Ya se van a mear de la risa, cuando oigo atrás que hay un taxi, que rápido, que me tiro al otro lado de la calle, pero el taxista se arrepiente.

–“Uy no, al aeropuerto a esta hora, ni a bala,” y se va –pero pasa otro,

–“Que si me lleva por favor, el vuelo es a las 9 (son las 8:35), por favor,”

–“No se puede, bu xing, es imposible”

–“¿Me monto?”

–“Sí, sí, móntate, móntate”

–“Es imposible,”

Me monté.

¡Oe, Shifu, arranque! Es a las 9, aceléreme un poquito ¡Los carros son para andar no para frenar! ¡Hágale hen kuai, ome, es ya, el vuelo se va! Voltea una curva destapada salpicando barro bajo un cielo gris.
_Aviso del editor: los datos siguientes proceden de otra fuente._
use std::fmt::{self, Debug, Display};

use crate::{Network, core::NodeId};

/// Writes `x` with four decimals, padding positive values so columns line up with negative ones.
fn write_signed(f: &mut fmt::Formatter, x: f64) -> fmt::Result {
    if x.is_sign_positive() {
        write!(f, " {:.04?}", x)
    } else {
        write!(f, "{:.04?}", x)
    }
}

fn write_layer(f: &mut fmt::Formatter, network: &Network, layer: &[NodeId]) -> fmt::Result {
    for (i, &id) in layer.iter().enumerate() {
        let node = network.node(id);
        if i != 0 {
            write!(f, "  ")?;
        }
        write!(f, "{} {}:", node.kind().name(), node.label())?;
        write_signed(f, node.value())?;
    }
    Ok(())
}

/// One line per layer with the output of every node as left by the last run.
impl Display for Network {
    fn fmt(&self, f: &mut fmt::Formatter) -> fmt::Result {
        write!(f, "Input layer: ")?;
        write_layer(f, self, self.input_layer())?;
        for (i, layer) in self.hidden_layers().iter().enumerate() {
            write!(f, "\nHidden layer {}: ", i + 1)?;
            write_layer(f, self, layer)?;
        }
        write!(f, "\nOutput layer: ")?;
        write_layer(f, self, self.output_layer())
    }
}

/// Parents and weights of every non-input node.
pub struct NodeDetails<'a> {
    network: &'a Network,
}

impl Network {
    pub fn node_details(&self) -> NodeDetails<'_> {
        NodeDetails { network: self }
    }
}

impl Debug for NodeDetails<'_> {
    fn fmt(&self, f: &mut fmt::Formatter) -> fmt::Result {
        Display::fmt(self, f)
    }
}

impl Display for NodeDetails<'_> {
    fn fmt(&self, f: &mut fmt::Formatter) -> fmt::Result {
        let network = self.network;
        let mut first = true;
        for &id in network.layers().iter().flatten() {
            let node = network.node(id);
            if node.inputs().is_empty() {
                continue;
            }
            if !first {
                writeln!(f)?;
            }
            first = false;
            write!(f, "{} {} = {}(", node.kind().name(), node.label(), node.phi().name())?;
            for (slot, (&parent, &w)) in node.inputs().iter().zip(node.weights()).enumerate() {
                if slot != 0 {
                    write!(f, " ")?;
                }
                write!(f, "{w:+.04} * {}", network.node(parent).label())?;
            }
            write!(f, ")")?;
        }
        Ok(())
    }
}

#[cfg(test)]
mod tests {
    use crate::{Network, NetworkConfig, activation_functions::Identity};

    #[test]
    fn layers_and_details() {
        let config = NetworkConfig::default()
            .with_activations(Identity, Identity, Identity)
            .with_bias(true);
        let mut network = Network::fully_connected(2, &[1], 1, &config).unwrap();
        let hidden = network.layers()[1][0];
        let output = network.output_layer()[0];
        network.set_weights(hidden, &[0.5, 1.0, -1.0]).unwrap();
        network.set_weights(output, &[0.0, 2.0]).unwrap();
        network.forward(faer::ColRef::from_slice(&[3.0, 1.0])).unwrap();

        assert_eq!(
            network.to_string(),
            "Input layer: InputNode 0.1: 3.0000  InputNode 0.2: 1.0000\n\
             Hidden layer 1: HiddenNode 1.1: 2.5000\n\
             Output layer: OutputNode 2.1: 5.0000"
        );
        assert_eq!(
            network.node_details().to_string(),
            "HiddenNode 1.1 = identity(+0.5000 * bias +1.0000 * 0.1 -1.0000 * 0.2)\n\
             OutputNode 2.1 = identity(+0.0000 * bias +2.0000 * 1.1)"
        );
    }
}
//! `.network` topology descriptions.
//!
//! A description fixes the layer sizes and the parents of every node, but not the weights:
//!
//! ```text
//! % comment lines start with '%'
//! 2 3 1
//! 1.1: 0.1 0.2
//! 1.2: 0.1
//! 1.3: 0.2
//! 2.1: 1.1 1.2 1.3 0.1
//! ```
//!
//! The first record lists N >= 2 layer sizes, input layer first and output layer last. Every
//! following record reads `<node>: <parent> <parent> ...`, where a node index `x.y` is the
//! zero-indexed layer `x` and the one-indexed position `y` inside it. Parents may come from any
//! layer as long as the resulting graph has no cycle.

use std::{fs, path::Path};

use log::debug;

use crate::{NetworkError, Result, core::NodeIndex};

/// File extension a description file must carry.
pub const EXTENSION: &str = "network";

const COMMENT_MARKER: char = '%';

/// Layer sizes of a network, input layer first.
#[derive(Debug, Clone, PartialEq, Eq)]
pub struct Topology {
    layer_sizes: Vec<usize>,
}

impl Topology {
    pub fn new(layer_sizes: Vec<usize>) -> Self {
        Self { layer_sizes }
    }

    /// Builds the sizes of a regular network.
    pub fn layered(n_inputs: usize, n_hidden: &[usize], n_outputs: usize) -> Self {
        let mut layer_sizes = Vec::with_capacity(n_hidden.len() + 2);
        layer_sizes.push(n_inputs);
        layer_sizes.extend_from_slice(n_hidden);
        layer_sizes.push(n_outputs);
        Self { layer_sizes }
    }

    pub fn layer_sizes(&self) -> &[usize] {
        &self.layer_sizes
    }

    pub fn n_layers(&self) -> usize {
        self.layer_sizes.len()
    }

    pub fn n_inputs(&self) -> usize {
        self.layer_sizes.first().copied().unwrap_or(0)
    }

    pub fn n_outputs(&self) -> usize {
        self.layer_sizes.last().copied().unwrap_or(0)
    }

    /// Total number of nodes, `None` if it does not fit a `usize`.
    pub fn n_nodes(&self) -> Option<usize> {
        self.layer_sizes
            .iter()
            .try_fold(0usize, |total, &size| total.checked_add(size))
    }

    /// Checks that a network can be built with these sizes and returns its node count.
    ///
    /// There must be at least two layers, the input and output layers must not be empty and the
    /// node count must not overflow.
    pub fn validate(&self, origin: &str) -> Result<usize> {
        if self.n_layers() < 2 {
            return Err(NetworkError::malformed_topology(origin, "not enough layers specified"));
        }
        if self.n_inputs() == 0 {
            return Err(NetworkError::malformed_topology(origin, "input layer is empty"));
        }
        if self.n_outputs() == 0 {
            return Err(NetworkError::malformed_topology(origin, "output layer is empty"));
        }
        self.n_nodes()
            .ok_or_else(|| NetworkError::malformed_topology(origin, "too many nodes"))
    }

    pub fn contains(&self, index: NodeIndex) -> bool {
        self.layer_sizes
            .get(index.layer)
            .is_some_and(|&size| index.position < size)
    }
}

/// A parsed topology description: layer sizes plus explicit parents per node.
#[derive(Debug, Clone, PartialEq, Eq)]
pub struct TopologyDescription {
    origin: String,
    topology: Topology,
    connections: Vec<(NodeIndex, Vec<NodeIndex>)>,
}

impl TopologyDescription {
    /// Reads a description file. The file name must end in `.network`.
    pub fn read(path: impl AsRef<Path>) -> Result<Self> {
        let path = path.as_ref();
        let origin = path.display().to_string();
        if path.extension().is_none_or(|extension| extension != EXTENSION) {
            return Err(NetworkError::malformed_topology(
                &origin,
                format!("not a .{EXTENSION} file"),
            ));
        }
        let text = fs::read_to_string(path)?;
        Self::parse(&text, origin)
    }

    /// Parses a description. `origin` names the description in errors.
    pub fn parse(text: &str, origin: impl Into<String>) -> Result<Self> {
        let origin = origin.into();
        let mut records = text
            .lines()
            .map(str::trim)
            .filter(|line| !line.is_empty() && !line.starts_with(COMMENT_MARKER));

        let Some(sizes_line) = records.next() else {
            return Err(NetworkError::malformed_topology(&origin, "missing layer sizes"));
        };
        let layer_sizes = sizes_line
            .split_whitespace()
            .map(str::parse::<usize>)
            .collect::<std::result::Result<Vec<_>, _>>()
            .map_err(|e| NetworkError::malformed_topology(&origin, format!("layer sizes: {e}")))?;
        let topology = Topology::new(layer_sizes);
        topology.validate(&origin)?;

        let lookup = |token: &str| -> Result<NodeIndex> {
            let index: NodeIndex = token
                .parse()
                .map_err(|reason: String| NetworkError::malformed_topology(&origin, reason))?;
            if !topology.contains(index) {
                return Err(NetworkError::malformed_topology(
                    &origin,
                    format!("node {token} not requested"),
                ));
            }
            Ok(index)
        };

        let mut connections = Vec::new();
        for record in records {
            let Some((node, parents)) = record.split_once(':') else {
                return Err(NetworkError::malformed_topology(
                    &origin,
                    format!("expected `<node>: <parents>`, got {record:?}"),
                ));
            };
            let node = lookup(node.trim())?;
            if node.layer == 0 {
                return Err(NetworkError::malformed_topology(
                    &origin,
                    format!("input node {node} cannot have parents"),
                ));
            }
            let parents = parents
                .split_whitespace()
                .map(lookup)
                .collect::<Result<Vec<_>>>()?;
            connections.push((node, parents));
        }
        debug!(
            "parsed topology {origin:?}: layers {:?}, {} connection records",
            topology.layer_sizes(),
            connections.len()
        );
        Ok(Self {
            origin,
            topology,
            connections,
        })
    }

    pub fn origin(&self) -> &str {
        &self.origin
    }

    pub fn topology(&self) -> &Topology {
        &self.topology
    }

    /// `(node, parents)` records in file order.
    pub fn connections(&self) -> &[(NodeIndex, Vec<NodeIndex>)] {
        &self.connections
    }
}
//! Core parts of the algorithms without abstraction.

pub mod harness;
pub mod node;

mod back_propagation;
mod forward;

pub use back_propagation::*;
pub use forward::*;
pub use harness::Harness;
pub use node::{Link, Node, NodeId, NodeIndex, NodeKind, Token};

pub(crate) use node::register_parent;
Llovió ayer y hoy también lloverá, y el shifu no tiene idea dónde queda el Terminal 2.

Le damos dos vueltas, dos vueltas enteras, a todos los terminales, hasta que terminamos por obra y gracia de su milagroso e hirsuto afro, en el Terminal 2. Es exactamente uno de esos momentos cuando uno está viendo los Olímpicos, y el tío dice, “ah, no pues, con un afán bien tenaz yo también le corro así.” Pues este es ese momento. Este es mi momento. Corro como nunca. Corro como quizás jamás volveré a correr. Para esto se estaban preparando mis piernas desde el principio de los tiempos, cuando el cansancio no existe y las distancias son nada, subo escaleras eléctricas de a dos, de a tres, salto de a cuatro, de a cinco, esquivo pasajeros despavoridos, sillas, maletas, azafatas. Corro, corro — y llego.  A las 8:54.

A veces los buenos también pierden. Y yo, perdí mi vuelo.

Un último intento desesperado

El Dr. Summers se siente algo mal, pero no mucho. Por celular ofrece pagarme el pasaje pero yo me rehúso. ¿Si al taxista se le hubiera pinchado una llanta, lo hubiera obligado a pagarme el pasaje? Claramente no. Son accidentes, lo entiendo. La única responsable aquí es mi mala suerte.

Compro otro tiquete, el doble de caro, con mi presupuesto de viaje guillotinado a la mitad. Ya sin lágrimas, espero mi vuelo. Y este no es cualquier vuelo. Es mi último intento desesperado, el clímax, el último pique en una carrera que vengo corriendo contrarreloj para sacar una visa china. Estoy viajando a Hong Kong, vía Shenzhen, la ciudad fronteriza con China para ahorrarme plata. Pero no siempre fui indocumentada. En algún momento tuve mi visa. Antes de partir para China, desde los Estados Unidos, pedí una visa de negocios (muy fácil de conseguir, en ese tiempo antes de los Olímpicos), por un año o más. Mi plan era irme de intercambio con la universidad por el primer semestre del año, aprender todo el chino que cupiera en mi cuerpecito de 21 años, y después tomarme el siguiente semestre para viajar por Asia, trabajando, tomando fotos para una revista, o para varias, escribiendo crónicas, escribiendo de China cosas sencillas pero profundas como un día lo hicieron Marco Polo y Neruda.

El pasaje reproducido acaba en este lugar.